On March 26, 2012, CBP announced that it was expanding its Global Entry program to four additional airports: St. Paul International Airport (Minneapolis, MN), Charlotte Douglas International Airport (Charlotte, NC), Phoenix Sky Harbor International Airport (Phoenix, AZ), and Denver International Airport (Denver, CO). According to CBP, Global Entry will be available at these airports on or before September 22, 2012.
The CBP established its Global Entry program as a mechanism to streamline the international arrival process for pre-approved travelers. The program, initiated in December 2010, is now operational at 20 major U.S. airports and available to American citizens and U.S. lawful permanent residents. Citizens of the Netherlands may apply under a special reciprocal arrangement that links Global Entry with the Dutch Privium program. Canadian citizens and residents can now participate through membership in the Canadian NEXUS Trusted Traveler program.
Applications for Global Entry must first be submitted online. A non-refundable fee of $100 is collected at that time for a five-year membership. Applicants then must submit to an in-person interview at any Global Entry enrollment center, where fingerprints will also be taken. Once enrolled, Global Entry members may proceed directly to the kiosks in the inspection area, where they insert their passport or Green Card, provide digital fingerprints for comparison, answer a customs declaration, and then present the transaction receipt to the CBP officer. For more information about the Global Entry program, please visit its website at: http://www.cbp.gov/xp/cgov/travel/.
XII. DOS Will Increase Visa Processing Fees on April 13, 2012
On April 2, 2012, the DOS announced that it will increase Visa Processing Fees, effective April 13, 2012. These are the fees that FNs pay to secure both nonimmigrant and immigrant visas, as well as border crossing cards and other consular services.

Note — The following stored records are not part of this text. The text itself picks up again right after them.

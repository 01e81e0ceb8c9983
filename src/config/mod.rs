//! Configuration management for guichet
//!
//! Handles loading, saving, and validating configuration from TOML files.

mod defaults;

pub use defaults::*;

use crate::error::{Error, Result};
use serde::{Deserialize, Serialize};
use std::path::{Path, PathBuf};
use tracing::{debug, info};

/// Main configuration structure
#[derive(Debug, Clone, Serialize, Deserialize)]
pub struct Config {
    /// Qdrant connection URL
    #[serde(default = "default_qdrant_url")]
    pub qdrant_url: String,

    /// Environment variable name for Qdrant API key
    #[serde(default = "default_qdrant_api_key_env")]
    pub qdrant_api_key_env: String,

    /// Qdrant collection name
    #[serde(default = "default_collection_name")]
    pub collection_name: String,

    /// Embedding model configuration
    #[serde(default)]
    pub embedding: EmbeddingConfig,

    /// Chunking configuration
    #[serde(default)]
    pub chunk: ChunkConfig,

    /// Retrieval configuration
    #[serde(default)]
    pub retrieval: RetrievalConfig,

    /// Chat model and memory configuration
    #[serde(default)]
    pub chat: ChatConfig,

    /// Structured document analysis configuration
    #[serde(default)]
    pub analysis: AnalysisConfig,

    /// Downstream record services
    #[serde(default)]
    pub services: ServicesConfig,

    /// Paths configuration (internal, not user-editable)
    #[serde(skip)]
    pub paths: PathsConfig,
}

/// Embedding configuration
#[derive(Debug, Clone, Serialize, Deserialize)]
pub struct EmbeddingConfig {
    /// Model name/identifier
    #[serde(default = "default_embedding_model")]
    pub model: String,

    /// Embedding dimension (must match model)
    #[serde(default = "default_embedding_dimension")]
    pub dimension: usize,

    /// Embedding backend URL
    #[serde(default = "default_embedding_backend_url")]
    pub backend_url: String,

    /// Batch size for embedding
    #[serde(default = "default_embedding_batch_size")]
    pub batch_size: usize,
}

/// Chunking configuration (token-denominated)
#[derive(Debug, Clone, Serialize, Deserialize)]
pub struct ChunkConfig {
    /// Target chunk size in tokens
    #[serde(default = "default_chunk_size")]
    pub chunk_size: usize,

    /// Tokens shared between consecutive chunks
    #[serde(default = "default_chunk_overlap")]
    pub chunk_overlap: usize,

    /// Minimum chunk size in tokens (smaller trailing text is merged or dropped)
    #[serde(default = "default_min_chunk_size")]
    pub min_chunk_size: usize,

    /// Hard ceiling on chunk size in tokens
    #[serde(default = "default_max_chunk_size")]
    pub max_chunk_size: usize,

    /// Prefer breaking at heading boundaries
    #[serde(default = "default_prefer_heading_boundaries")]
    pub prefer_heading_boundaries: bool,
}

/// Retrieval configuration
#[derive(Debug, Clone, Serialize, Deserialize)]
pub struct RetrievalConfig {
    /// Number of chunks to retrieve
    #[serde(default = "default_retrieval_top_k")]
    pub top_k: usize,

    /// Minimum similarity score (0.0 - 1.0)
    #[serde(default = "default_similarity_threshold")]
    pub similarity_threshold: f32,
}

/// Chat model and conversation memory configuration
#[derive(Debug, Clone, Serialize, Deserialize)]
pub struct ChatConfig {
    /// Model identifier
    #[serde(default = "default_chat_model")]
    pub model: String,

    /// OpenAI-compatible backend base URL
    #[serde(default = "default_chat_backend_url")]
    pub backend_url: String,

    /// Environment variable name holding the API key
    #[serde(default = "default_chat_api_key_env")]
    pub api_key_env: String,

    /// Sampling temperature
    #[serde(default = "default_chat_temperature")]
    pub temperature: f32,

    /// Completion token budget
    #[serde(default = "default_chat_max_tokens")]
    pub max_tokens: u32,

    /// Conversation turns kept in the recency window
    #[serde(default = "default_memory_window")]
    pub memory_window: usize,

    /// Maximum model/tool rounds per turn
    #[serde(default = "default_max_tool_rounds")]
    pub max_tool_rounds: usize,

    /// System instruction prepended to every prompt
    #[serde(default = "default_system_prompt")]
    pub system_prompt: String,
}

/// Structured document analysis backend (optional high-fidelity extractor)
#[derive(Debug, Clone, Serialize, Deserialize)]
pub struct AnalysisConfig {
    /// Enable the structured analyzer; falls back to local extraction when off
    #[serde(default)]
    pub enabled: bool,

    /// Analyzer endpoint URL
    #[serde(default)]
    pub endpoint: String,

    /// Environment variable name holding the analyzer API key
    #[serde(default = "default_analysis_key_env")]
    pub api_key_env: String,
}

/// Downstream CRUD record services reachable by the tool dispatcher
#[derive(Debug, Clone, Serialize, Deserialize)]
pub struct ServicesConfig {
    /// Beneficiary service base URL
    #[serde(default = "default_beneficiary_service_url")]
    pub beneficiary_url: String,

    /// Transfer service base URL
    #[serde(default = "default_transfer_service_url")]
    pub transfer_url: String,

    /// Request timeout in seconds
    #[serde(default = "default_http_timeout_secs")]
    pub timeout_secs: u64,
}

/// Internal paths configuration
#[derive(Debug, Clone, Default)]
pub struct PathsConfig {
    /// Base directory for guichet data
    pub base_dir: PathBuf,

    /// Path to config file
    pub config_file: PathBuf,

    /// Path to SQLite database
    pub db_file: PathBuf,

    /// Directory where uploaded documents are stored
    pub documents_dir: PathBuf,
}

impl Default for Config {
    fn default() -> Self {
        Self {
            qdrant_url: default_qdrant_url(),
            qdrant_api_key_env: default_qdrant_api_key_env(),
            collection_name: default_collection_name(),
            embedding: EmbeddingConfig::default(),
            chunk: ChunkConfig::default(),
            retrieval: RetrievalConfig::default(),
            chat: ChatConfig::default(),
            analysis: AnalysisConfig::default(),
            services: ServicesConfig::default(),
            paths: PathsConfig::default(),
        }
    }
}

impl Default for EmbeddingConfig {
    fn default() -> Self {
        Self {
            model: default_embedding_model(),
            dimension: default_embedding_dimension(),
            backend_url: default_embedding_backend_url(),
            batch_size: default_embedding_batch_size(),
        }
    }
}

impl Default for ChunkConfig {
    fn default() -> Self {
        Self {
            chunk_size: default_chunk_size(),
            chunk_overlap: default_chunk_overlap(),
            min_chunk_size: default_min_chunk_size(),
            max_chunk_size: default_max_chunk_size(),
            prefer_heading_boundaries: default_prefer_heading_boundaries(),
        }
    }
}

impl Default for RetrievalConfig {
    fn default() -> Self {
        Self {
            top_k: default_retrieval_top_k(),
            similarity_threshold: default_similarity_threshold(),
        }
    }
}

impl Default for ChatConfig {
    fn default() -> Self {
        Self {
            model: default_chat_model(),
            backend_url: default_chat_backend_url(),
            api_key_env: default_chat_api_key_env(),
            temperature: default_chat_temperature(),
            max_tokens: default_chat_max_tokens(),
            memory_window: default_memory_window(),
            max_tool_rounds: default_max_tool_rounds(),
            system_prompt: default_system_prompt(),
        }
    }
}

impl Default for AnalysisConfig {
    fn default() -> Self {
        Self {
            enabled: false,
            endpoint: String::new(),
            api_key_env: default_analysis_key_env(),
        }
    }
}

impl Default for ServicesConfig {
    fn default() -> Self {
        Self {
            beneficiary_url: default_beneficiary_service_url(),
            transfer_url: default_transfer_service_url(),
            timeout_secs: default_http_timeout_secs(),
        }
    }
}

impl Config {
    /// Get the default base directory for guichet (~/.guichet)
    pub fn default_base_dir() -> PathBuf {
        dirs::home_dir()
            .unwrap_or_else(|| PathBuf::from("."))
            .join(".guichet")
    }

    /// Get the default config file path
    pub fn default_config_path() -> PathBuf {
        Self::default_base_dir().join("config.toml")
    }

    /// Initialize paths configuration
    fn init_paths(&mut self, base_dir: Option<PathBuf>) {
        let base = base_dir.unwrap_or_else(Self::default_base_dir);
        self.paths = PathsConfig {
            config_file: base.join("config.toml"),
            db_file: base.join("metadata.db"),
            documents_dir: base.join(default_documents_path()),
            base_dir: base,
        };
    }

    /// Load configuration from a specific file path
    pub fn load(config_path: &Path) -> Result<Self> {
        debug!("Loading config from {:?}", config_path);

        if !config_path.exists() {
            return Err(Error::Config(format!(
                "Config file not found: {}",
                config_path.display()
            )));
        }

        let content = std::fs::read_to_string(config_path)?;
        let mut config: Config = toml::from_str(&content)?;

        // Set up paths based on config file location
        let base = config_path.parent().unwrap_or(Path::new(".")).to_path_buf();
        config.paths = PathsConfig {
            config_file: config_path.to_path_buf(),
            db_file: base.join("metadata.db"),
            documents_dir: base.join(default_documents_path()),
            base_dir: base,
        };

        config.validate()?;
        Ok(config)
    }

    /// Load configuration from a specific base directory, falling back to defaults
    pub fn load_from(base_dir: Option<PathBuf>) -> Result<Self> {
        let mut config = Config::default();
        config.init_paths(base_dir);

        if config.paths.config_file.exists() {
            debug!("Loading config from {:?}", config.paths.config_file);
            let content = std::fs::read_to_string(&config.paths.config_file)?;
            let mut loaded: Config = toml::from_str(&content)?;
            loaded.paths = config.paths;
            config = loaded;
        } else {
            debug!("No config file found, using defaults");
        }

        config.validate()?;
        Ok(config)
    }

    /// Save configuration to file
    pub fn save(&self) -> Result<()> {
        if let Some(parent) = self.paths.config_file.parent() {
            std::fs::create_dir_all(parent)?;
        }

        let content = toml::to_string_pretty(self)?;
        std::fs::write(&self.paths.config_file, content)?;
        info!("Saved config to {:?}", self.paths.config_file);
        Ok(())
    }

    /// Get the Qdrant API key from environment
    pub fn qdrant_api_key(&self) -> Option<String> {
        if self.qdrant_api_key_env.is_empty() {
            return None;
        }
        std::env::var(&self.qdrant_api_key_env).ok()
    }

    /// Get the chat API key from environment
    pub fn chat_api_key(&self) -> Option<String> {
        std::env::var(&self.chat.api_key_env).ok()
    }

    /// Get the analyzer API key from environment
    pub fn analysis_api_key(&self) -> Option<String> {
        std::env::var(&self.analysis.api_key_env).ok()
    }

    /// Check if guichet is initialized (config and DB exist)
    pub fn is_initialized(&self) -> bool {
        self.paths.config_file.exists() && self.paths.db_file.exists()
    }

    /// Validate configuration
    pub fn validate(&self) -> Result<()> {
        if self.chunk.chunk_size < self.chunk.min_chunk_size {
            return Err(Error::Config(
                "chunk.chunk_size must be >= chunk.min_chunk_size".to_string(),
            ));
        }

        if self.chunk.chunk_size > self.chunk.max_chunk_size {
            return Err(Error::Config(
                "chunk.chunk_size must be <= chunk.max_chunk_size".to_string(),
            ));
        }

        if self.chunk.chunk_overlap >= self.chunk.chunk_size {
            return Err(Error::Config(
                "chunk.chunk_overlap must be < chunk.chunk_size".to_string(),
            ));
        }

        if self.retrieval.similarity_threshold < 0.0 || self.retrieval.similarity_threshold > 1.0 {
            return Err(Error::Config(
                "retrieval.similarity_threshold must be between 0.0 and 1.0".to_string(),
            ));
        }

        if self.retrieval.top_k == 0 {
            return Err(Error::Config("retrieval.top_k must be positive".to_string()));
        }

        if self.chat.memory_window == 0 {
            return Err(Error::Config("chat.memory_window must be positive".to_string()));
        }

        if self.analysis.enabled && self.analysis.endpoint.is_empty() {
            return Err(Error::Config(
                "analysis.enabled requires analysis.endpoint to be set".to_string(),
            ));
        }

        Ok(())
    }
}

/// Get the database URL for sqlx
pub fn database_url(config: &Config) -> String {
    format!("sqlite://{}?mode=rwc", config.paths.db_file.display())
}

The DOS issued its Visa Bulletin for April 2012. This bulletin determines who can apply for U.S. permanent residence and when. The cutoff dates for family-based immigration continue to show backlogs and regressions due to the heavy demand for these visas. The cutoff dates for the Employment-Based Third Preference category advanced and are as follows: April 8, 2006, for all chargeability, including the Philippines and Mexico; May 1, 2005, for China; and September 1, 2002, for India. The cutoff dates for the EB-2 category are as follows: Current for all chargeability, including Mexico, the Dominican Republic, and the Philippines; and May 1, 2010, for China and India. The DOS’s monthly Visa Bulletin is available at: http://travel.state.gov/visa/bulletin/bulletin_1360.html.
As we indicated earlier in this Immigration Alert, the cutoff dates for the EB-2 category for India and China have regressed to August 15, 2007, and are expected to remain regressed for a considerable period. All EB-2 applicants with priority dates current under the April 2012 Visa Bulletin remain eligible to file for permanent residence in April 2012, but their applications cannot be adjudicated until their priority dates again become current.